Cell-to-Cell Spread of Misfolded ALS Protein Seen in Cell Model

Washington, D.C. (February 25, 2014) — Scientists have demonstrated a potential new mechanism for the spread of ALS disease pathology in cell models, whose results may point to possible new therapeutic strategies. The study was published in the journal Proceedings of the American Academy of Sciences.

ALS (amyotrophic lateral sclerosis), often referred to as Lou Gehrig’s Disease, is a progressive neurodegenerative disease that affects neurons (nerve cells) in the brain and the spinal cord. Eventually, people with ALS lose the ability to initiate and control muscle movement, which often leads to total paralysis and death within two to five years of diagnosis. There is no cure and no life-prolonging treatments for the disease. 
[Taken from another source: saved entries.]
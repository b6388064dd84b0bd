//! The `transpose` array to array codec.
//!
//! Permutes the dimensions of chunks. The canonical on-disk layout keeps dimension 0 outermost;
//! an array stored by a column-major writer carries a transpose codec with a reversed order so that
//! readers recover the logical layout.
//!
//! See <https://zarr-specs.readthedocs.io/en/latest/v3/codecs/transpose/v1.0.html>.

use derive_more::From;
use serde::{Deserialize, Serialize};
use thiserror::Error;

use crate::{
    array::{ArrayRepresentation, ArrayShape},
    array_subset::ArraySubset,
    metadata::v3::MetadataV3,
    plugin::PluginCreateError,
};

use super::{ArrayCodecTraits, ArrayToArrayCodecTraits, CodecError, CodecTraits};

/// The identifier for the `transpose` codec.
pub const IDENTIFIER: &str = "transpose";

/// A wrapper to handle various versions of `transpose` codec configuration parameters.
#[derive(Serialize, Deserialize, Clone, Eq, PartialEq, Debug, From)]
#[serde(untagged)]
pub enum TransposeCodecConfiguration {
    /// Version 1.0.
    V1(TransposeCodecConfigurationV1),
}

/// Configuration parameters for the `transpose` codec (version 1.0).
#[derive(Serialize, Deserialize, Clone, Eq, PartialEq, Debug)]
#[serde(deny_unknown_fields)]
pub struct TransposeCodecConfigurationV1 {
    /// The permutation order of the dimensions.
    pub order: TransposeOrder,
}

/// A permutation of `0..n` defining the transpose order.
///
/// The encoded output dimension `i` corresponds to the decoded input dimension `order[i]`.
#[derive(Serialize, Clone, Eq, PartialEq, Debug)]
pub struct TransposeOrder(Vec<usize>);

/// An invalid permutation order error.
#[derive(Clone, Debug, Error)]
#[error("permutation order {0:?} is invalid")]
pub struct InvalidPermutationError(Vec<usize>);

impl TransposeOrder {
    /// Create a new [`TransposeOrder`].
    ///
    /// # Errors
    /// Returns [`InvalidPermutationError`] if `order` is not a permutation of `0..order.len()` of
    /// at least two dimensions.
    pub fn new(order: &[usize]) -> Result<Self, InvalidPermutationError> {
        if Self::validate(order) {
            Ok(Self(order.to_vec()))
        } else {
            Err(InvalidPermutationError(order.to_vec()))
        }
    }

    /// Create a reversed order (`n-1, ..., 1, 0`) of `dimensionality` dimensions.
    ///
    /// # Errors
    /// Returns [`InvalidPermutationError`] if `dimensionality` is below two.
    pub fn new_reversed(dimensionality: usize) -> Result<Self, InvalidPermutationError> {
        Self::new(&(0..dimensionality).rev().collect::<Vec<_>>())
    }

    fn validate(order: &[usize]) -> bool {
        let mut seen = vec![false; order.len()];
        order.len() >= 2
            && order.iter().all(|&d| {
                if d < order.len() && !seen[d] {
                    seen[d] = true;
                    true
                } else {
                    false
                }
            })
    }

    /// Return the permutation order.
    #[must_use]
    pub fn as_slice(&self) -> &[usize] {
        &self.0
    }

    /// Return the dimensionality of the permutation.
    #[must_use]
    pub fn dimensionality(&self) -> usize {
        self.0.len()
    }

    /// Returns [`true`] if the order is the identity permutation.
    #[must_use]
    pub fn is_identity(&self) -> bool {
        self.0.iter().enumerate().all(|(i, &d)| i == d)
    }

    /// Return the inverse permutation.
    #[must_use]
    pub fn inverse(&self) -> Self {
        let mut inverse = vec![0; self.0.len()];
        for (i, &d) in self.0.iter().enumerate() {
            inverse[d] = i;
        }
        Self(inverse)
    }
}

impl<'de> serde::Deserialize<'de> for TransposeOrder {
    fn deserialize<D: serde::Deserializer<'de>>(d: D) -> Result<Self, D::Error> {
        let order = Vec::<usize>::deserialize(d)?;
        Self::new(&order).map_err(|err| serde::de::Error::custom(err.to_string()))
    }
}

/// A `transpose` codec implementation.
#[derive(Clone, Debug)]
pub struct TransposeCodec {
    order: TransposeOrder,
}

impl TransposeCodec {
    /// Create a new `transpose` codec.
    #[must_use]
    pub const fn new(order: TransposeOrder) -> Self {
        Self { order }
    }

    /// Create a new `transpose` codec from configuration.
    ///
    /// # Errors
    /// Returns [`PluginCreateError`] if there is a configuration issue.
    pub fn new_with_configuration(
        configuration: &TransposeCodecConfiguration,
    ) -> Result<Self, PluginCreateError> {
        let TransposeCodecConfiguration::V1(configuration) = configuration;
        Ok(Self::new(configuration.order.clone()))
    }

    /// Return the permutation order.
    #[must_use]
    pub fn order(&self) -> &TransposeOrder {
        &self.order
    }
}

fn permute<T: Copy>(v: &[T], order: &[usize]) -> Vec<T> {
    order.iter().map(|&i| v[i]).collect()
}

/// Transpose `bytes`, an array of `input_shape` with `element_size`, by `order`.
///
/// The output is an array of shape `permute(input_shape, order)` where the output index along
/// dimension `k` addresses input dimension `order[k]`.
fn transpose_array(
    order: &[usize],
    input_shape: &[u64],
    element_size: usize,
    bytes: &[u8],
) -> Vec<u8> {
    let mut input_strides = vec![1_u64; input_shape.len()];
    for d in (0..input_shape.len().saturating_sub(1)).rev() {
        input_strides[d] = input_strides[d + 1] * input_shape[d + 1];
    }

    let output_shape: ArrayShape = permute(input_shape, order);
    let mut out = vec![0_u8; bytes.len()];
    let output_subset = ArraySubset::new_with_shape(output_shape);
    for (output_element, output_indices) in (&output_subset.indices()).into_iter().enumerate() {
        let mut input_element = 0;
        for (output_index, &input_dimension) in std::iter::zip(&output_indices, order) {
            input_element += output_index * input_strides[input_dimension];
        }
        let input_offset = usize::try_from(input_element).unwrap() * element_size;
        let output_offset = output_element * element_size;
        out[output_offset..output_offset + element_size]
            .copy_from_slice(&bytes[input_offset..input_offset + element_size]);
    }
    out
}

impl CodecTraits for TransposeCodec {
    fn identifier(&self) -> &'static str {
        IDENTIFIER
    }

    fn create_metadata(&self) -> MetadataV3 {
        let configuration = TransposeCodecConfigurationV1 {
            order: self.order.clone(),
        };
        MetadataV3::new_with_serializable_configuration(IDENTIFIER, &configuration).unwrap()
    }
}

impl ArrayCodecTraits for TransposeCodec {
    fn encode(
        &self,
        decoded_value: Vec<u8>,
        decoded_representation: &ArrayRepresentation,
    ) -> Result<Vec<u8>, CodecError> {
        if decoded_value.len() as u64 != decoded_representation.size() {
            return Err(CodecError::UnexpectedChunkDecodedSize(
                decoded_value.len(),
                decoded_representation.size(),
            ));
        }
        if self.order.dimensionality() != decoded_representation.dimensionality() {
            return Err(CodecError::Other(format!(
                "transpose order {:?} is incompatible with an array of dimensionality {}",
                self.order.as_slice(),
                decoded_representation.dimensionality()
            )));
        }
        if self.order.is_identity() {
            return Ok(decoded_value);
        }
        Ok(transpose_array(
            self.order.as_slice(),
            decoded_representation.shape(),
            decoded_representation.element_size(),
            &decoded_value,
        ))
    }

    fn decode(
        &self,
        encoded_value: Vec<u8>,
        decoded_representation: &ArrayRepresentation,
    ) -> Result<Vec<u8>, CodecError> {
        if encoded_value.len() as u64 != decoded_representation.size() {
            return Err(CodecError::UnexpectedChunkDecodedSize(
                encoded_value.len(),
                decoded_representation.size(),
            ));
        }
        if self.order.is_identity() {
            return Ok(encoded_value);
        }
        let transposed_shape = permute(decoded_representation.shape(), self.order.as_slice());
        Ok(transpose_array(
            self.order.inverse().as_slice(),
            &transposed_shape,
            decoded_representation.element_size(),
            &encoded_value,
        ))
    }
}

impl ArrayToArrayCodecTraits for TransposeCodec {
    fn compute_encoded_representation(
        &self,
        decoded_representation: &ArrayRepresentation,
    ) -> Result<ArrayRepresentation, CodecError> {
        if self.order.dimensionality() != decoded_representation.dimensionality() {
            return Err(CodecError::Other(format!(
                "transpose order {:?} is incompatible with an array of dimensionality {}",
                self.order.as_slice(),
                decoded_representation.dimensionality()
            )));
        }
        Ok(ArrayRepresentation::new(
            permute(decoded_representation.shape(), self.order.as_slice()),
            decoded_representation.data_type(),
            decoded_representation.fill_value().clone(),
        ))
    }
}

#[cfg(test)]
mod tests {
    use crate::array::{DataType, FillValue};

    use super::*;

    #[test]
    fn transpose_order_validity() {
        assert!(TransposeOrder::new(&[0, 1, 2]).is_ok());
        assert!(TransposeOrder::new(&[2, 0, 1]).is_ok());
        assert!(TransposeOrder::new(&[0]).is_err());
        assert!(TransposeOrder::new(&[0, 0]).is_err());
        assert!(TransposeOrder::new(&[0, 2]).is_err());
        assert!(TransposeOrder::new_reversed(3).unwrap().as_slice() == [2, 1, 0]);
        assert!(TransposeOrder::new(&[1, 0]).unwrap().inverse().as_slice() == [1, 0]);
        assert!(TransposeOrder::new(&[2, 0, 1]).unwrap().inverse().as_slice() == [1, 2, 0]);
    }

    #[test]
    fn codec_transpose_round_trip() {
        let representation = ArrayRepresentation::new(
            vec![2, 3, 4],
            DataType::UInt16,
            FillValue::from(0_u16),
        );
        let elements: Vec<u16> = (0..24).collect();
        let bytes: Vec<u8> = elements.iter().flat_map(|e| e.to_ne_bytes()).collect();

        let codec = TransposeCodec::new(TransposeOrder::new(&[2, 1, 0]).unwrap());
        let encoded = codec.encode(bytes.clone(), &representation).unwrap();
        assert_ne!(encoded, bytes);
        let decoded = codec.decode(encoded, &representation).unwrap();
        assert_eq!(decoded, bytes);
    }

    #[test]
    fn codec_transpose_2d_swap() {
        // 2x3 u8 array [[0,1,2],[3,4,5]] -> transposed 3x2 [[0,3],[1,4],[2,5]]
        let representation =
            ArrayRepresentation::new(vec![2, 3], DataType::UInt8, FillValue::from(0_u8));
        let codec = TransposeCodec::new(TransposeOrder::new(&[1, 0]).unwrap());
        let encoded = codec
            .encode(vec![0, 1, 2, 3, 4, 5], &representation)
            .unwrap();
        assert_eq!(encoded, vec![0, 3, 1, 4, 2, 5]);
        let decoded = codec.decode(encoded, &representation).unwrap();
        assert_eq!(decoded, vec![0, 1, 2, 3, 4, 5]);
    }

    #[test]
    fn codec_transpose_identity_is_noop() {
        let representation =
            ArrayRepresentation::new(vec![2, 2], DataType::UInt8, FillValue::from(0_u8));
        let codec = TransposeCodec::new(TransposeOrder::new(&[0, 1]).unwrap());
        let encoded = codec.encode(vec![0, 1, 2, 3], &representation).unwrap();
        assert_eq!(encoded, vec![0, 1, 2, 3]);
    }

    #[test]
    fn codec_transpose_configuration() {
        let configuration: TransposeCodecConfiguration =
            serde_json::from_str(r#"{"order":[2,1,0]}"#).unwrap();
        let codec = TransposeCodec::new_with_configuration(&configuration).unwrap();
        let metadata = codec.create_metadata();
        assert_eq!(
            serde_json::to_string(&metadata).unwrap(),
            r#"{"name":"transpose","configuration":{"order":[2,1,0]}}"#
        );
        assert!(serde_json::from_str::<TransposeCodecConfiguration>(r#"{"order":[0,0]}"#).is_err());
    }
}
Mutations in the gene for superoxide dismutase 1 (SOD1) are a cause of about 20 percent of inherited ALS. Misfolded mutant SOD1 protein is believed to contribute to the disease process in those carrying the mutation, but the role of misfolded non-mutant protein in the disease is unclear. The researchers in this study, led by Neil Cashman, M.D., of the University of British Columbia, Vancouver, Canada, showed that both misfolded mutant protein and misfolded normal protein can be released by one cell and picked up by another cell. The uptake of misfolded protein can lead to misfolding of normal protein in the cell that takes it in, propagating the misfolding process from cell to cell. That cell-to-cell transmission could be reduced by antibodies against the SOD1 protein.

“These results are intriguing and potentially important in understanding the ALS disease process,” said Lucie Bruijn, Ph.D., MBA, Chief Scientist for The Association. “If the spread from cell to cell seen in this cell model also occurs in people with ALS, it could help explain the progression of the disease after it begins and point to blocking that spread as a new and important treatment strategy, including for individuals with non-SOD1-related ALS. However, more work will need to be done to determine whether misfolded SOD1 does in fact move from cell to cell in humans and whether this process contributes to the pattern of disease progression we see. Answering these important questions takes on new urgency with the publication of this study.”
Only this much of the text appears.